Une résilience européanocentrée et anthropocentrée
Dans l’idée de « nous préparer intérieurement » à affronter « l’effondrement » (lequel ?), et en un sens à le « dépasser », les auteurs ont en fait écrit un ouvrage de développement personnel sur la manière de rebondir après la sidération, la peur et l’anxiété provoquées par l’avalanche de mauvaises nouvelles. Or, même s’il est légitime d’être effrayé·e à la perspective de perdre ce qui nous est cher, il me paraît déplacé de consacrer un ouvrage entier sur ce sujet, et surtout de la manière dont ils l’abordent.
En premier lieu parce que les auteurs portent une vision européanocentrée des effondrements : depuis plusieurs centaines d’années, des milliards de gens sont aliénés, exploités, assassinés pour les intérêts d’une poignée de colons blancs. Des cultures humaines, des savoir-faire vitaux et accessibles à tous et à toutes, des liens sociaux sont détruits pour asseoir l’hégémonie des civilisations dominatrices. À l’ère du capitalisme, des générations de gens sont continuellement sacrifiées pour nous permettre à nous, les habitant·es des pays riches, de vivre dans le confort et la technologie. Ces milliards de gens-là sont les premières victimes des désastres écologiques, des chaos économique et financier, des crises alimentaires. Cela n’enlève rien à nos souffrances personnelles, mais cela devrait au moins recentrer la discussion sur les rapports de domination, et au mieux nous encourager à vouloir mettre un terme au système capitalisme qui les engendre.
Ensuite parce que les auteurs portent une vision anthropocentrée des effondrements. L’effondrement de la civilisation telle qu’on la connaît semble vécu comme un drame, alors que c’est justement son impérialisme et son hégémonie qui sont la cause des maux de la planète et de ses habitant·es ! En parlant de « civilisation thermo-industrielle » et en employant différentes formules vagues et euphémisantes, les auteurs évacuent les problèmes que pose le modèle économique pour se concentrer sur la dépendance aux énergies fossiles. Chaque jour, deux cents espèces animales et végétales disparaissent sous les rouleaux compresseurs d’une société qui repose sur la croissance exponentielle, la compétition, l’accumulation et la privatisation des biens. Le capitalisme et le règne de l’économie nous propulsent dans un monde hors-sol, détruisant l’hétérogénéité des gens et des choses, ainsi que les liens qui nous unissent entre nous et avec notre milieu naturel.

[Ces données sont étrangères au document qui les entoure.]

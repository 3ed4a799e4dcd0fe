// SPDX-License-Identifier: MIT
// SPDX-FileCopyrightText: 2024 Tesseract Vault Contributors
//! luks1ctl - LUKS1 volume management
//!
//! # Usage
//!
//! ```bash
//! # Format a device and enroll the first passphrase
//! luks1ctl format /dev/sdb1 --key-size 512
//!
//! # Open it as /dev/mapper/secret
//! luks1ctl open /dev/sdb1 secret
//!
//! # Add, change and remove passphrases
//! luks1ctl add-key /dev/sdb1 --slot 1
//! luks1ctl change-key /dev/sdb1 --slot 1
//! luks1ctl kill-slot /dev/sdb1 1
//!
//! # Inspect the header
//! luks1ctl dump /dev/sdb1
//!
//! luks1ctl close secret
//! ```
//!
//! Logging goes to stderr and is controlled by `RUST_LOG` (default `warn`).

use clap::{Parser, Subcommand};
use luks1_vault::{
    ActivationFlags, Backends, CryptDevice, GenericParams, KdfConfig, KeyslotSelector,
    Luks1Params,
};
use rpassword::prompt_password;
use std::io::{self, Write};
use std::path::PathBuf;
use std::process::ExitCode;
use tracing_subscriber::{fmt, layer::SubscriberExt, util::SubscriberInitExt, EnvFilter};
use zeroize::Zeroizing;

/// LUKS1 volume management
#[derive(Parser)]
#[command(name = "luks1ctl")]
#[command(author = "Tesseract Vault Contributors")]
#[command(version = env!("CARGO_PKG_VERSION"))]
#[command(about = "Format, unlock and manage keyslots of LUKS1 volumes")]
struct Cli {
    #[command(subcommand)]
    command: Commands,
}

#[derive(Subcommand)]
enum Commands {
    /// Write a new LUKS1 header and enroll a passphrase in slot 0
    Format {
        /// Device or image file
        device: PathBuf,

        /// Cipher name
        #[arg(long, default_value = "aes")]
        cipher: String,

        /// Cipher mode
        #[arg(long, default_value = "xts-plain64")]
        mode: String,

        /// Volume key size in bits
        #[arg(long, default_value = "512")]
        key_size: usize,

        /// Hash for PBKDF2 and anti-forensic diffusion
        #[arg(long, default_value = "sha256")]
        hash: String,

        /// Target keyslot unlock time in milliseconds
        #[arg(long, default_value = "2000")]
        iter_time: u64,

        /// Payload alignment in 512-byte sectors
        #[arg(long, default_value = "2048")]
        align: u64,
    },

    /// Add a passphrase, unlocking with an existing one
    AddKey {
        /// Device or image file
        device: PathBuf,

        /// Keyslot to fill (lowest free slot if omitted)
        #[arg(long)]
        slot: Option<usize>,

        /// Target keyslot unlock time in milliseconds
        #[arg(long, default_value = "2000")]
        iter_time: u64,
    },

    /// Replace the passphrase in a keyslot
    ChangeKey {
        /// Device or image file
        device: PathBuf,

        /// Keyslot holding the old passphrase
        #[arg(long)]
        slot: usize,

        /// Keyslot to receive the new passphrase (defaults to --slot)
        #[arg(long)]
        new_slot: Option<usize>,

        /// Target keyslot unlock time in milliseconds
        #[arg(long, default_value = "2000")]
        iter_time: u64,
    },

    /// Wipe a keyslot
    KillSlot {
        /// Device or image file
        device: PathBuf,

        /// Keyslot to wipe
        slot: usize,
    },

    /// Unlock a volume and create a decrypted mapping
    Open {
        /// Device or image file
        device: PathBuf,

        /// Mapping name
        name: String,

        /// Only try this keyslot
        #[arg(long)]
        slot: Option<usize>,

        /// Create a read-only mapping
        #[arg(long)]
        readonly: bool,

        /// Pass discard requests through to the device
        #[arg(long)]
        allow_discards: bool,
    },

    /// Remove a decrypted mapping
    Close {
        /// Mapping name
        name: String,
    },

    /// Print the header as JSON
    Dump {
        /// Device or image file
        device: PathBuf,
    },
}

fn main() -> ExitCode {
    let filter = EnvFilter::try_from_default_env().unwrap_or_else(|_| EnvFilter::new("warn"));
    tracing_subscriber::registry()
        .with(fmt::layer().with_writer(std::io::stderr))
        .with(filter)
        .init();

    let cli = Cli::parse();

    match run_command(cli.command) {
        Ok(()) => ExitCode::SUCCESS,
        Err(e) => {
            eprintln!("Error: {}", e);
            ExitCode::FAILURE
        }
    }
}

fn run_command(cmd: Commands) -> Result<(), Box<dyn std::error::Error>> {
    match cmd {
        Commands::Format {
            device,
            cipher,
            mode,
            key_size,
            hash,
            iter_time,
            align,
        } => cmd_format(device, &cipher, &mode, key_size, &hash, iter_time, align),
        Commands::AddKey {
            device,
            slot,
            iter_time,
        } => cmd_add_key(device, slot, iter_time),
        Commands::ChangeKey {
            device,
            slot,
            new_slot,
            iter_time,
        } => cmd_change_key(device, slot, new_slot.unwrap_or(slot), iter_time),
        Commands::KillSlot { device, slot } => cmd_kill_slot(device, slot),
        Commands::Open {
            device,
            name,
            slot,
            readonly,
            allow_discards,
        } => cmd_open(device, &name, slot, readonly, allow_discards),
        Commands::Close { name } => cmd_close(&name),
        Commands::Dump { device } => cmd_dump(device),
    }
}

fn backends(iter_time: u64) -> Backends {
    let defaults = KdfConfig::default();
    Backends::default().kdf(KdfConfig::new(iter_time, defaults.digest_time_ms))
}

fn selector(slot: Option<usize>) -> KeyslotSelector {
    slot.map_or(KeyslotSelector::Any, KeyslotSelector::Slot)
}

fn confirm_yes() -> Result<(), Box<dyn std::error::Error>> {
    eprint!("Type uppercase YES to continue: ");
    io::stderr().flush()?;
    let mut answer = String::new();
    io::stdin().read_line(&mut answer)?;
    if answer.trim_end() != "YES" {
        return Err("Aborted".into());
    }
    Ok(())
}

fn prompt_new_passphrase(label: &str) -> Result<Zeroizing<String>, Box<dyn std::error::Error>> {
    let pass = Zeroizing::new(prompt_password(format!("Enter {}: ", label))?);
    let confirm = Zeroizing::new(prompt_password(format!("Verify {}: ", label))?);

    if *pass != *confirm {
        return Err("Passphrases do not match".into());
    }
    if pass.is_empty() {
        return Err("Passphrase cannot be empty".into());
    }
    Ok(pass)
}

fn cmd_format(
    device: PathBuf,
    cipher: &str,
    mode: &str,
    key_size: usize,
    hash: &str,
    iter_time: u64,
    align: u64,
) -> Result<(), Box<dyn std::error::Error>> {
    if key_size % 8 != 0 {
        return Err(format!("Key size must be a multiple of 8 bits, got {}", key_size).into());
    }

    eprintln!("WARNING: this will overwrite data on {} irrevocably.", device.display());
    confirm_yes()?;

    let pass = prompt_new_passphrase("passphrase")?;

    let mut ctx = CryptDevice::init_with(&device, backends(iter_time))?;
    let luks1 = Luks1Params {
        hash: hash.to_string(),
        data_alignment: align,
    };
    ctx.format(&luks1, &GenericParams::new(cipher, mode, key_size / 8))?;
    let slot = ctx.keyslot_add_by_volume_key(KeyslotSelector::Slot(0), None, pass.as_bytes())?;

    eprintln!(
        "Formatted {} (UUID {}), passphrase in key slot {}",
        device.display(),
        ctx.uuid().unwrap_or("-"),
        slot
    );
    Ok(())
}

fn cmd_add_key(
    device: PathBuf,
    slot: Option<usize>,
    iter_time: u64,
) -> Result<(), Box<dyn std::error::Error>> {
    let mut ctx = CryptDevice::init_with(&device, backends(iter_time))?;
    ctx.load(None)?;

    let existing = Zeroizing::new(prompt_password("Enter any existing passphrase: ")?);
    let new_pass = prompt_new_passphrase("new passphrase")?;

    let used = ctx.keyslot_add_by_passphrase(selector(slot), existing.as_bytes(), new_pass.as_bytes())?;
    eprintln!("Key slot {} created.", used);
    Ok(())
}

fn cmd_change_key(
    device: PathBuf,
    slot: usize,
    new_slot: usize,
    iter_time: u64,
) -> Result<(), Box<dyn std::error::Error>> {
    let mut ctx = CryptDevice::init_with(&device, backends(iter_time))?;
    ctx.load(None)?;

    let old_pass = Zeroizing::new(prompt_password(format!("Enter passphrase for slot {}: ", slot))?);
    let new_pass = prompt_new_passphrase("new passphrase")?;

    let used = ctx.keyslot_change_by_passphrase(slot, new_slot, old_pass.as_bytes(), new_pass.as_bytes())?;
    eprintln!("Key slot {} changed.", used);
    Ok(())
}

fn cmd_kill_slot(device: PathBuf, slot: usize) -> Result<(), Box<dyn std::error::Error>> {
    let mut ctx = CryptDevice::init_with(&device, Backends::default())?;
    ctx.load(None)?;

    let remaining = ctx
        .header()
        .map(|h| h.active_count())
        .unwrap_or_default();
    if remaining <= 1 {
        eprintln!("WARNING: this is the last key slot; the volume will become inaccessible.");
        confirm_yes()?;
    }

    ctx.keyslot_destroy(slot)?;
    eprintln!("Key slot {} wiped.", slot);
    Ok(())
}

fn cmd_open(
    device: PathBuf,
    name: &str,
    slot: Option<usize>,
    readonly: bool,
    allow_discards: bool,
) -> Result<(), Box<dyn std::error::Error>> {
    let mut ctx = CryptDevice::init_with(&device, Backends::default())?;
    ctx.load(None)?;

    let mut flags = ActivationFlags::NONE;
    if readonly {
        flags = flags | ActivationFlags::READ_ONLY;
    }
    if allow_discards {
        flags = flags | ActivationFlags::ALLOW_DISCARDS;
    }

    let pass = Zeroizing::new(prompt_password(format!("Enter passphrase for {}: ", device.display()))?);
    let used = ctx.activate_by_passphrase(Some(name), selector(slot), pass.as_bytes(), flags)?;
    ctx.lock();

    eprintln!("Opened {} as /dev/mapper/{} (key slot {}).", device.display(), name, used);
    Ok(())
}

fn cmd_close(name: &str) -> Result<(), Box<dyn std::error::Error>> {
    let ctx = CryptDevice::init_by_name(name)?;
    ctx.deactivate(name)?;
    eprintln!("Closed {}.", name);
    Ok(())
}

fn cmd_dump(device: PathBuf) -> Result<(), Box<dyn std::error::Error>> {
    let mut ctx = CryptDevice::init_with(&device, Backends::default())?;
    ctx.load(None)?;
    println!("{}", serde_json::to_string_pretty(&ctx.dump()?)?);
    Ok(())
}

D’autre part, ce n’est l’humanité qui est responsable de tous les désastres en cours, mais notre civilisation. Cette confusion laisse croire que l’être humain est foncièrement mauvais et destructeur, et revient à insulter nos ancêtres de la « pré-Histoire » qui ont vécu durant des millénaires sans pour autant dévaster leur milieu de vie, et toutes les civilisations humaines qui ont vécu en harmonie avec la nature jusqu’à ce qu’elles soient éradiquées ou colonisées par notre civilisation. C’est clairement notre civilisation, boursouflée d’ego, de vanité, qui, grâce à une logique tentaculaire et déresponsabilisante, ravage tout sur son passage.

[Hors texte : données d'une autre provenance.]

// SPDX-License-Identifier: MIT
// SPDX-FileCopyrightText: 2024 Tesseract Vault Contributors
//! Property-based testing for LUKS1 building blocks
//!
//! Uses proptest to check anti-forensic splitting, sector ciphers and the
//! keyslot layout with arbitrary inputs.

use proptest::prelude::*;
use luks1_vault::config::{LUKS_NUMKEYS, LUKS_STRIPES};
use luks1_vault::crypto::af;
use luks1_vault::volume::header::{HeaderParams, Layout, FIRST_KEYSLOT_SECTOR};
use luks1_vault::{DefaultRegistry, HashAlgorithm, HeaderFormat, Luks1Header, PrimitiveRegistry};

fn hash_strategy() -> impl Strategy<Value = HashAlgorithm> {
    prop_oneof![Just(HashAlgorithm::Sha1), Just(HashAlgorithm::Sha256)]
}

// Key sizes the default registry accepts for XTS and CBC
fn key_strategy() -> impl Strategy<Value = (&'static str, Vec<u8>)> {
    prop_oneof![
        prop::collection::vec(any::<u8>(), 32..=32).prop_map(|k| ("xts-plain64", k)),
        prop::collection::vec(any::<u8>(), 64..=64).prop_map(|k| ("xts-plain64", k)),
        prop::collection::vec(any::<u8>(), 16..=16).prop_map(|k| ("cbc-plain", k)),
        prop::collection::vec(any::<u8>(), 32..=32).prop_map(|k| ("cbc-essiv:sha256", k)),
    ]
}

proptest! {
    #![proptest_config(ProptestConfig::with_cases(64))]

    /// Property: merge inverts split for any key, stripe count and hash
    #[test]
    fn prop_af_split_merge_identity(
        key in prop::collection::vec(any::<u8>(), 1..=128),
        stripes in 1u32..=64,
        hash in hash_strategy(),
    ) {
        let material = af::split(&key, stripes, hash).unwrap();
        prop_assert_eq!(material.len(), key.len() * stripes as usize);
        let merged = af::merge(&material, stripes, hash).unwrap();
        prop_assert_eq!(&merged[..], &key[..]);
    }

    /// Property: changing any byte of the material changes the merged key
    #[test]
    fn prop_af_corruption_detected(
        key in prop::collection::vec(any::<u8>(), 16..=64),
        stripes in 2u32..=32,
        position in any::<prop::sample::Index>(),
        flip in 1u8..=255,
    ) {
        let mut material = af::split(&key, stripes, HashAlgorithm::Sha256).unwrap();
        let at = position.index(material.len());
        material[at] ^= flip;
        let merged = af::merge(&material, stripes, HashAlgorithm::Sha256).unwrap();
        prop_assert_ne!(&merged[..], &key[..]);
    }
}

proptest! {
    #![proptest_config(ProptestConfig::with_cases(32))]

    /// Property: sector decryption inverts encryption at any starting sector
    #[test]
    fn prop_sector_cipher_roundtrip(
        (mode, key) in key_strategy(),
        sectors in prop::collection::vec(any::<u8>(), 512..=512 * 8),
        first_sector in any::<u32>(),
    ) {
        let len = sectors.len() / 512 * 512;
        let plain = &sectors[..len];
        let cipher = DefaultRegistry.sector_cipher("aes", mode, &key).unwrap();

        let mut buf = plain.to_vec();
        cipher.encrypt_sectors(&mut buf, u64::from(first_sector)).unwrap();
        prop_assert_ne!(&buf[..], plain);
        cipher.decrypt_sectors(&mut buf, u64::from(first_sector)).unwrap();
        prop_assert_eq!(&buf[..], plain);
    }

    /// Property: equal plaintext sectors encrypt differently at different indices
    #[test]
    fn prop_sector_iv_depends_on_index(
        (mode, key) in key_strategy(),
        fill in any::<u8>(),
        first_sector in 0u64..1_000_000,
    ) {
        let cipher = DefaultRegistry.sector_cipher("aes", mode, &key).unwrap();
        let mut buf = vec![fill; 1024];
        cipher.encrypt_sectors(&mut buf, first_sector).unwrap();
        prop_assert_ne!(&buf[..512], &buf[512..]);
    }
}

proptest! {
    #![proptest_config(ProptestConfig::with_cases(200))]

    /// Property: keyslot areas are aligned, disjoint and precede the payload
    #[test]
    fn prop_layout_invariants(
        key_bytes in 1u32..=128,
        stripes in prop_oneof![Just(LUKS_STRIPES), 1u32..=8000],
        alignment in prop::sample::select(vec![8u64, 64, 1024, 2048, 4096]),
    ) {
        let layout = Layout::compute(key_bytes, stripes, alignment).unwrap();
        let material = (u64::from(key_bytes) * u64::from(stripes)).div_ceil(512);

        let mut previous_end = FIRST_KEYSLOT_SECTOR;
        for offset in layout.keyslot_offsets.iter().map(|&o| u64::from(o)) {
            prop_assert!(offset >= previous_end);
            prop_assert_eq!(offset % FIRST_KEYSLOT_SECTOR, 0);
            previous_end = offset + material;
        }
        prop_assert!(u64::from(layout.payload_offset) >= previous_end);
        prop_assert_eq!(u64::from(layout.payload_offset) % alignment, 0);
    }

    /// Property: a fresh header validates and decodes to itself
    #[test]
    fn prop_new_header_is_consistent(
        key_bytes in prop::sample::select(vec![16u32, 24, 32, 48, 64]),
        hash in hash_strategy(),
        digest in any::<[u8; 20]>(),
        salt in any::<[u8; 32]>(),
        iterations in 1u32..=u32::MAX,
    ) {
        let header = Luks1Header::new(&HeaderParams {
            cipher_name: "aes",
            cipher_mode: "xts-plain64",
            hash_spec: hash.name(),
            key_bytes,
            stripes: LUKS_STRIPES,
            data_alignment: 2048,
            mk_digest: digest,
            mk_digest_salt: salt,
            mk_digest_iter: iterations,
            uuid: "0f0e0d0c-0b0a-4908-8706-050403020100",
        })
        .unwrap();

        let device_size = u64::from(header.payload_offset()) * 512;
        header.validate(device_size).unwrap();
        prop_assert!(header.validate(device_size - 512).is_err());
        prop_assert_eq!(header.first_free_slot(), Some(0));
        prop_assert_eq!(header.keyslots().len(), LUKS_NUMKEYS);

        let decoded = Luks1Header::decode(&header.encode().unwrap()).unwrap();
        prop_assert_eq!(decoded.mk_digest(), &digest);
        prop_assert_eq!(decoded.hash_spec(), hash.name());
        prop_assert_eq!(decoded.payload_offset(), header.payload_offset());
    }
}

La transformation intérieure comme planche de salut
Bien entendu, on encaisse un certain « effondrement intérieur personnel2 » lorsqu’on prend sincèrement conscience de toutes les horreurs et injustices du monde. Loin de moi l’idée de dénigrer la spiritualité face aux épreuves présentes et à venir ! Seulement, je ne peux que bondir à la lecture de longs passages encourageant à « rechercher la bonne posture, en alignant la tête et le cœur, en compagnie de nos ombres, mais aussi en accueillant la lumière de ce monde dévasté3 » ; ou en faisant un parallèle avec les étapes d’acceptation du deuil et de la maladie. Comme si les effondrements étaient une fatalité contre laquelle on ne peut pas lutter, et comme s’ils étaient égaux (l’effondrement biotique étant une catastrophe, celui de l’économie étant souhaitable) !

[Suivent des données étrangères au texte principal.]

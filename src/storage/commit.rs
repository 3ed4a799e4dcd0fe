// SPDX-License-Identifier: MIT
// SPDX-FileCopyrightText: 2024 Tesseract Vault Contributors
//! Staged header commit.
//!
//! The LUKS1 phdr occupies the first 592 bytes of the device and keyslot
//! material begins at 4096, leaving bytes 2048..4096 unused. A new header
//! is first written there as a checksummed staging record, then copied to
//! the primary location, then the record is cleared. Each step is fenced
//! with a sync:
//!
//! ```text
//! crash before (1) completes  -> staging invalid, primary old
//! crash between (1) and (3)   -> staging valid, rolled forward on load
//! crash after (3)             -> primary new
//! ```

use super::{wipe_zero, BlockDevice};
use crate::error::{LuksError, Result};

use sha2::{Digest, Sha256};
use subtle::ConstantTimeEq;

/// Byte offset of the staging record.
pub const STAGING_OFFSET: u64 = 2048;

/// Bytes available to the staging record.
pub const STAGING_CAPACITY: usize = 2048;

const STAGING_MAGIC: [u8; 8] = *b"L1STAGE\0";
const PREFIX_LEN: usize = 8 + 4 + 32;

fn encode_record(header: &[u8]) -> Result<Vec<u8>> {
    if PREFIX_LEN + header.len() > STAGING_CAPACITY {
        return Err(LuksError::InvalidParameter(format!(
            "header of {} bytes does not fit the staging area",
            header.len()
        )));
    }
    let mut record = Vec::with_capacity(PREFIX_LEN + header.len());
    record.extend_from_slice(&STAGING_MAGIC);
    record.extend_from_slice(&(header.len() as u32).to_be_bytes());
    record.extend_from_slice(&Sha256::digest(header));
    record.extend_from_slice(header);
    Ok(record)
}

/// Durably replaces the header at offset 0 with `header`.
///
/// # Errors
///
/// Any write or sync failure is returned as is. After a failure the device
/// holds either the old header, or a staging record that [`recover`]
/// will roll forward.
pub fn commit_header(device: &mut dyn BlockDevice, header: &[u8]) -> Result<()> {
    let record = encode_record(header)?;

    device.write_at(STAGING_OFFSET, &record)?;
    device.sync()?;

    device.write_at(0, header)?;
    device.sync()?;

    wipe_zero(device, STAGING_OFFSET, record.len() as u64)?;
    device.sync()?;
    Ok(())
}

/// Rolls a pending staged header forward.
///
/// Returns the header bytes now at offset 0 when a valid record was found.
/// An invalid record is cleared and ignored.
pub fn recover(device: &mut dyn BlockDevice) -> Result<Option<Vec<u8>>> {
    if device.size()? < STAGING_OFFSET + STAGING_CAPACITY as u64 {
        return Ok(None);
    }

    let mut prefix = [0u8; PREFIX_LEN];
    device.read_at(STAGING_OFFSET, &mut prefix)?;
    if prefix[..8] != STAGING_MAGIC {
        return Ok(None);
    }

    let mut len_bytes = [0u8; 4];
    len_bytes.copy_from_slice(&prefix[8..12]);
    let len = u32::from_be_bytes(len_bytes) as usize;
    if len == 0 || PREFIX_LEN + len > STAGING_CAPACITY {
        tracing::warn!(len, "discarding staging record with impossible length");
        discard(device, STAGING_CAPACITY)?;
        return Ok(None);
    }

    let mut header = vec![0u8; len];
    device.read_at(STAGING_OFFSET + PREFIX_LEN as u64, &mut header)?;
    let checksum = Sha256::digest(&header);
    if !bool::from(checksum.as_slice().ct_eq(&prefix[12..])) {
        tracing::warn!("discarding torn staging record");
        discard(device, PREFIX_LEN + len)?;
        return Ok(None);
    }

    tracing::warn!(
        device = %device.identity(),
        "interrupted header update found, rolling forward"
    );
    device.write_at(0, &header)?;
    device.sync()?;
    discard(device, PREFIX_LEN + len)?;
    Ok(Some(header))
}

fn discard(device: &mut dyn BlockDevice, len: usize) -> Result<()> {
    wipe_zero(device, STAGING_OFFSET, len as u64)?;
    device.sync()
}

Certes, on passe forcément par une « transformation intérieure » , ne serait-ce que pour se désintoxiquer de la propagande consumériste et des valeurs capitalistes, mais les auteurs l’entendent plus comme le « chemin intérieur » dont parle Paul Chefurka. La transformation intérieure, qui consisterait plutôt à observer le monde et le repenser, va de pair avec une transformation extérieure pour changer le cours des choses, pour ne pas rester prostré·es dans le fatalisme. Les récits communs, les mythes, les imaginaires utopiques ou dystopiques, ou « possitopiques » invoqués n’ont de sens que s’ils se traduisent en actions, lesquelles ne figurent pas dans les deux livres que j’ai lus. Face aux effondrements qu’on veut freiner (biotique, écologique) et à ceux qu’on veut précipiter (économique, financier), la riposte n’est pas à chercher du côté du développement personnel mais bel et bien de la mobilisation collective. Nous sommes de plus en plus nombreux·ses à comprendre que les solutions ne viendront pas des institutions, à qui profite le saccage de la planète et la perpétuation des rapports de domination des riches sur les pauvres. Déserter le système (que ce soit par la pensée, par la sobriété individuelle ou par le repli et l’entre soi au sein de communautés, qui seront d’ailleurs réprimées par le système, comme le sont les ZAD) n’empêchera pas de mettre un terme aux massacres, c’est pourquoi la lutte devra être conflictuelle. Il y a ce fantasme que le système capitalisme s’effondrera de lui-même, et qu’il s’agit d’attendre. Or, rien ne dit qu’il s’effondrera, malgré les effondrements. Il parvient justement à perdurer par la marchandisation de tous les aspects de la vie : des « ressources naturelles », des produits, des liens humains, des corps et des esprits, tout peut être acheté ou loué. C’est pourquoi on ne peut se contenter de croire à la fin d’un système qui s’écroulerait sous son propre poids. Nous devons nous mobiliser autour d’une culture de résistance, tisser des liens entre nous, organiser la résistance, sauver ce qui peut l’être, détruire ce qui doit l’être et bâtir le monde d’après…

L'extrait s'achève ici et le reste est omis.